# [Aim of the task]
Using the listing below, retype exactly the lines starting at the one with "Ok(JsonValue::Object(map)) if map.len()" and ending at the one with "async fn get(&self, path: &str)", and include both.

--- Input data Enclosed Below ---

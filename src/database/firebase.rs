//! REST client for a Firebase Realtime Database

use async_trait::async_trait;
use reqwest::{Client, Method, RequestBuilder, Response, Url};
use serde_json::Value as JsonValue;
use std::time::Duration;
use tracing::{debug, warn};

use super::error::{DatabaseError, DatabaseResult};
use super::{path_segments, DocumentStore};

const ETAG_REQUEST_HEADER: &str = "X-Firebase-ETag";

pub struct FirebaseStore {
    client: Client,
    base_url: Url,
    secret: Option<String>,
}

impl FirebaseStore {
    pub fn new(
        base_url: &str,
        secret: Option<String>,
        timeout: Duration,
    ) -> DatabaseResult<Self> {
        let client = Client::builder()
            .timeout(timeout)
            .build()
            .map_err(|e| DatabaseError::Transient {
                message: format!("failed to initialize HTTP client: {}", e),
            })?;

        let base_url = Url::parse(base_url.trim_end_matches('/'))
            .ok()
            .filter(|url| !url.cannot_be_a_base())
            .ok_or_else(|| {
                DatabaseError::invalid_input(format!("invalid database URL '{}'", base_url))
            })?;

        Ok(Self {
            client,
            base_url,
            secret,
        })
    }

    /// `{base}/{path}.json?{params}&auth={secret}`. Every segment is
    /// percent-encoded, so `#`, `?` and `%` inside a key stay in the path.
    pub fn url(&self, path: &str, params: &[(&str, &str)]) -> Url {
        let mut url = self.base_url.clone();
        let mut segments: Vec<String> = path_segments(path)
            .into_iter()
            .map(str::to_string)
            .collect();
        match segments.last_mut() {
            Some(last) => last.push_str(".json"),
            None => segments.push(".json".to_string()),
        }
        if let Ok(mut parts) = url.path_segments_mut() {
            parts.pop_if_empty().extend(&segments);
        }

        if !params.is_empty() || self.secret.is_some() {
            let mut query = url.query_pairs_mut();
            query.extend_pairs(params);
            if let Some(secret) = self.secret.as_deref() {
                query.append_pair("auth", secret);
            }
        }
        url
    }

    fn request(&self, method: Method, path: &str, params: &[(&str, &str)]) -> RequestBuilder {
        self.client.request(method, self.url(path, params))
    }

    async fn send(&self, path: &str, request: RequestBuilder) -> DatabaseResult<(u16, String)> {
        let response = request.send().await.map_err(|e| {
            warn!(path, error = %e, "store request failed");
            DatabaseError::from(e)
        })?;
        read_response(path, response).await
    }

    async fn write(&self, method: Method, path: &str, value: &JsonValue) -> DatabaseResult<String> {
        let (status, body) = self
            .send(path, self.request(method.clone(), path, &[]).json(value))
            .await?;
        if !(200..300).contains(&status) {
            let err = DatabaseError::from_status(path, status, &body);
            log_failure(&method, path, status, &body, &err);
            return Err(err);
        }
        Ok(body)
    }
}

async fn read_response(path: &str, response: Response) -> DatabaseResult<(u16, String)> {
    let status = response.status().as_u16();
    let body = response.text().await.map_err(|e| DatabaseError::Transient {
        message: format!("failed to read store response for '{}': {}", path, e),
    })?;
    debug!(path, status, body_len = body.len(), "store responded");
    Ok((status, body))
}

fn log_failure(method: &Method, path: &str, status: u16, body: &str, err: &DatabaseError) {
    if err.is_permission_denied() {
        warn!(
            method = %method,
            path,
            status,
            body,
            "🔒 store permission denied, check database rules and secret"
        );
    } else {
        warn!(method = %method, path, status, body, "store write failed");
    }
}

/// Parse a GET body. Anything that is not JSON (the store sometimes answers
/// with plain-text redirects) or an error object counts as absent.
fn parse_document(path: &str, body: &str) -> Option<JsonValue> {
    match serde_json::from_str::<JsonValue>(body) {
        Ok(JsonValue::Null) => None,
        Ok(JsonValue::Object(map)) if map.len() == 1 && map.contains_key("error") => {
            warn!(path, body, "store returned an error payload, treating as absent");
            None
        }
        Ok(value) => Some(value),
        Err(_) => {
            warn!(path, body, "store returned a non-JSON payload, treating as absent");
            None
        }
    }
}

#[async_trait]
impl DocumentStore for FirebaseStore {
    async fn get(&self, path: &str) -> DatabaseResult<Option<JsonValue>> {
        let (status, body) = self.send(path, self.request(Method::GET, path, &[])).await?;
        if status == 404 {
            return Ok(None);
        }
        if !(200..300).contains(&status) {
            let err = DatabaseError::from_status(path, status, &body);
            log_failure(&Method::GET, path, status, &body, &err);
            return Err(err);
        }
        Ok(parse_document(path, &body))
    }

    async fn put(&self, path: &str, value: &JsonValue) -> DatabaseResult<()> {
        self.write(Method::PUT, path, value).await.map(|_| ())
    }

    async fn patch(&self, path: &str, fields: &JsonValue) -> DatabaseResult<()> {
        if !fields.is_object() {
            return Err(DatabaseError::invalid_input("patch requires an object"));
        }
        self.write(Method::PATCH, path, fields).await.map(|_| ())
    }

    async fn push(&self, path: &str, value: &JsonValue) -> DatabaseResult<String> {
        let body = self.write(Method::POST, path, value).await?;
        serde_json::from_str::<JsonValue>(&body)
            .ok()
            .and_then(|v| v.get("name").and_then(|n| n.as_str()).map(str::to_string))
            .ok_or_else(|| DatabaseError::Malformed {
                path: path.to_string(),
                message: format!("push response without a key: {}", body),
            })
    }

    async fn delete(&self, path: &str) -> DatabaseResult<()> {
        let (status, body) = self
            .send(path, self.request(Method::DELETE, path, &[]))
            .await?;
        if !(200..300).contains(&status) {
            let err = DatabaseError::from_status(path, status, &body);
            log_failure(&Method::DELETE, path, status, &body, &err);
            return Err(err);
        }
        Ok(())
    }

    async fn child_keys(&self, path: &str) -> DatabaseResult<Vec<String>> {
        let (status, body) = self
            .send(path, self.request(Method::GET, path, &[("shallow", "true")]))
            .await?;
        if !(200..300).contains(&status) {
            let err = DatabaseError::from_status(path, status, &body);
            log_failure(&Method::GET, path, status, &body, &err);
            return Err(err);
        }

        let mut keys: Vec<String> = match parse_document(path, &body) {
            Some(JsonValue::Object(map)) => map.keys().cloned().collect(),
            _ => Vec::new(),
        };
        keys.sort();
        Ok(keys)
    }

    async fn put_if_absent(&self, path: &str, value: &JsonValue) -> DatabaseResult<bool> {
        let response = self
            .request(Method::GET, path, &[])
            .header(ETAG_REQUEST_HEADER, "true")
            .send()
            .await?;
        let etag = response
            .headers()
            .get(reqwest::header::ETAG)
            .and_then(|v| v.to_str().ok())
            .map(str::to_string);
        let (status, body) = read_response(path, response).await?;
        if !(200..300).contains(&status) {
            return Err(DatabaseError::from_status(path, status, &body));
        }
        if parse_document(path, &body).is_some() {
            return Ok(false);
        }

        let etag = etag.ok_or_else(|| DatabaseError::Malformed {
            path: path.to_string(),
            message: "store did not return an ETag".to_string(),
        })?;

        let (status, body) = self
            .send(
                path,
                self.request(Method::PUT, path, &[])
                    .header(reqwest::header::IF_MATCH, etag)
                    .json(value),
            )
            .await?;

        match status {
            200..=299 => Ok(true),
            // Another writer got there first
            412 => Ok(false),
            _ => {
                let err = DatabaseError::from_status(path, status, &body);
                log_failure(&Method::PUT, path, status, &body, &err);
                Err(err)
            }
        }
    }
}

--- End of Enclosed Input data ---

# [Expected answer]
        Ok(JsonValue::Object(map)) if map.len() == 1 && map.contains_key("error") => {
            warn!(path, body, "store returned an error payload, treating as absent");
            None
        }
        Ok(value) => Some(value),
        Err(_) => {
            warn!(path, body, "store returned a non-JSON payload, treating as absent");
            None
        }
    }
}

#[async_trait]
impl DocumentStore for FirebaseStore {
    async fn get(&self, path: &str) -> DatabaseResult<Option<JsonValue>> {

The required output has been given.